Évidemment les résultats ont été sans appel. En l’espace de quelques mois j’ai perdu une dizaine de kilos. Après avoir atteint ce que j’estimais être un poids raisonnable j’ai arrêté de compter ce que je mangeais car je ne voulais pas alerter mon entourage.

J’aimerais pouvoir affirmer que les comportements anorexiques ce sont arrêtés là mais la vérité c’est que encore aujourd’hui à chaque fois que je mange je dois lutter pour ne pas penser aux calories. Le pire quand j’essayais de me défaire de mes troubles du comportement alimentaire c’est les compliments que mes proches me faisaient sur ma perte de poids.
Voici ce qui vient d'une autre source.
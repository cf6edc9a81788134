use axum::{
    extract::{Multipart, Path, State},
    response::Json as ResponseJson,
};
use db::models::gallery_item::{CreateGalleryItem, GalleryItem};
use services::services::storage::BUCKET_GALLERY;
use utils::response::ApiResponse;
use uuid::Uuid;

use crate::{AppState, error::ApiError};

pub async fn list_gallery(
    State(state): State<AppState>,
) -> Result<ResponseJson<ApiResponse<Vec<GalleryItem>>>, ApiError> {
    let items = GalleryItem::find_all(&state.db().conn).await?;
    Ok(ResponseJson(ApiResponse::success(items)))
}

/// Multipart form with `title`, optional `description`, and an `image`
/// file. The image lands in the gallery bucket and the item points at its
/// public URL.
pub async fn create_gallery_item(
    State(state): State<AppState>,
    mut multipart: Multipart,
) -> Result<ResponseJson<ApiResponse<GalleryItem>>, ApiError> {
    let mut title = None;
    let mut description = None;
    let mut image_url = None;

    while let Some(field) = multipart.next_field().await? {
        match field.name() {
            Some("title") => title = Some(field.text().await?),
            Some("description") => description = Some(field.text().await?),
            Some("image") => {
                let extension = field
                    .file_name()
                    .and_then(|name| name.rsplit_once('.'))
                    .map(|(_, ext)| ext.to_ascii_lowercase())
                    .unwrap_or_else(|| "jpg".to_string());
                let bytes = field.bytes().await?;
                let key = format!("{}.{}", Uuid::new_v4(), extension);
                image_url = Some(state.store().put(BUCKET_GALLERY, &key, &bytes)?);
            }
            _ => {}
        }
    }

    let title = title
        .filter(|t| !t.trim().is_empty())
        .ok_or_else(|| ApiError::BadRequest("Title is required".to_string()))?;
    let image_url =
        image_url.ok_or_else(|| ApiError::BadRequest("Image is required".to_string()))?;

    let item = GalleryItem::create(
        &state.db().conn,
        &CreateGalleryItem {
            title,
            description,
            image_url,
        },
    )
    .await?;
    Ok(ResponseJson(ApiResponse::success(item)))
}

/// Removes the item and its stored image. A missing object is not an error;
/// the row is authoritative.
pub async fn delete_gallery_item(
    State(state): State<AppState>,
    Path(item_id): Path<Uuid>,
) -> Result<ResponseJson<ApiResponse<()>>, ApiError> {
    let item = GalleryItem::find_by_uuid(&state.db().conn, item_id)
        .await?
        .ok_or_else(|| ApiError::NotFound("Gallery item not found".to_string()))?;

    GalleryItem::delete(&state.db().conn, item_id).await?;
    if let Some(key) = item
        .image_url
        .strip_prefix(&format!("/storage/{BUCKET_GALLERY}/"))
        && let Err(err) = state.store().delete(BUCKET_GALLERY, key)
    {
        tracing::warn!("Failed to remove gallery object {key}: {err}");
    }
    Ok(ResponseJson(ApiResponse::success(())))
}
use axum::{
    extract::{Path, Request, State},
    middleware::Next,
    response::Response,
};
use db::models::{session::WorkshopSession, workshop::Workshop};
use uuid::Uuid;

use crate::{AppState, error::ApiError};

/// Resolves `{session_id}` into a live session. Expired or unknown ids
/// surface as 401 so the frontend sends the participant back to the start.
pub async fn load_session_middleware(
    State(state): State<AppState>,
    Path(session_id): Path<Uuid>,
    mut request: Request,
    next: Next,
) -> Result<Response, ApiError> {
    let session = WorkshopSession::find_valid(&state.db().conn, session_id).await?;
    request.extensions_mut().insert(session);
    Ok(next.run(request).await)
}

pub async fn load_workshop_middleware(
    State(state): State<AppState>,
    Path(workshop_id): Path<Uuid>,
    mut request: Request,
    next: Next,
) -> Result<Response, ApiError> {
    let workshop = Workshop::find_by_uuid(&state.db().conn, workshop_id)
        .await?
        .ok_or_else(|| {
            tracing::warn!("Workshop {workshop_id} not found");
            ApiError::NotFound("Workshop not found".to_string())
        })?;
    request.extensions_mut().insert(workshop);
    Ok(next.run(request).await)
}
use sea_orm::entity::prelude::*;

#[derive(Clone, Debug, PartialEq, Eq, DeriveEntityModel)]
#[sea_orm(table_name = "submissions")]
pub struct Model {
    #[sea_orm(primary_key)]
    pub id: i64,
    pub uuid: Uuid,
    pub user_id: Uuid,
    pub workshop_id: i64,
    // profile sub-document, owned by the participant, written once
    pub organism_type: Option<String>,
    pub color: Option<String>,
    pub size: Option<String>,
    pub quantity: Option<String>,
    pub landscape: Option<String>,
    pub features: Option<String>,
    pub original_image_url: Option<String>,
    pub profile_version: i32,
    // feedback sub-document, owned by the participant
    pub feedback_answer1: Option<String>,
    pub feedback_answer2: Option<String>,
    pub adjust_organism: Option<bool>,
    pub feedback_version: i32,
    // generation sub-document, owned by the external workflow
    pub ai_description: Option<String>,
    pub feedback_question1: Option<String>,
    pub feedback_question2: Option<String>,
    pub ai_prompt: Option<String>,
    pub ai_model_image_analysis: Option<String>,
    pub ai_model_prompt_generation: Option<String>,
    pub ai_model_image_generation: Option<String>,
    pub ai_image_ratio: Option<String>,
    pub ai_image_url: Option<String>,
    pub summary: Option<String>,
    pub latin_name: Option<String>,
    pub generation_version: i32,
    pub created_at: DateTimeUtc,
    pub updated_at: DateTimeUtc,
}

#[derive(Copy, Clone, Debug, EnumIter, DeriveRelation)]
pub enum Relation {}

impl ActiveModelBehavior for ActiveModel {}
On continuait de me dire «Tu es tellement plus jolie, ça te va si bien » alors que j’étais juste affreusement malade.  J’ai mis très longtemps à retrouver un poids stable car je ne cessais de maigrir, les portions que j’avais pris l’habitude de manger n’étais simplement pas suffisantes et manger plus me donnait la nausée.

Aujourd’hui, même si je suis encore parfois confrontée à la dysmorphie, j’aime mon corps et j’essaie d’en prendre soin du mieux que je peux. J’aurais aimé ne pas avoir eu à vivre une telle expérience pour en être fière.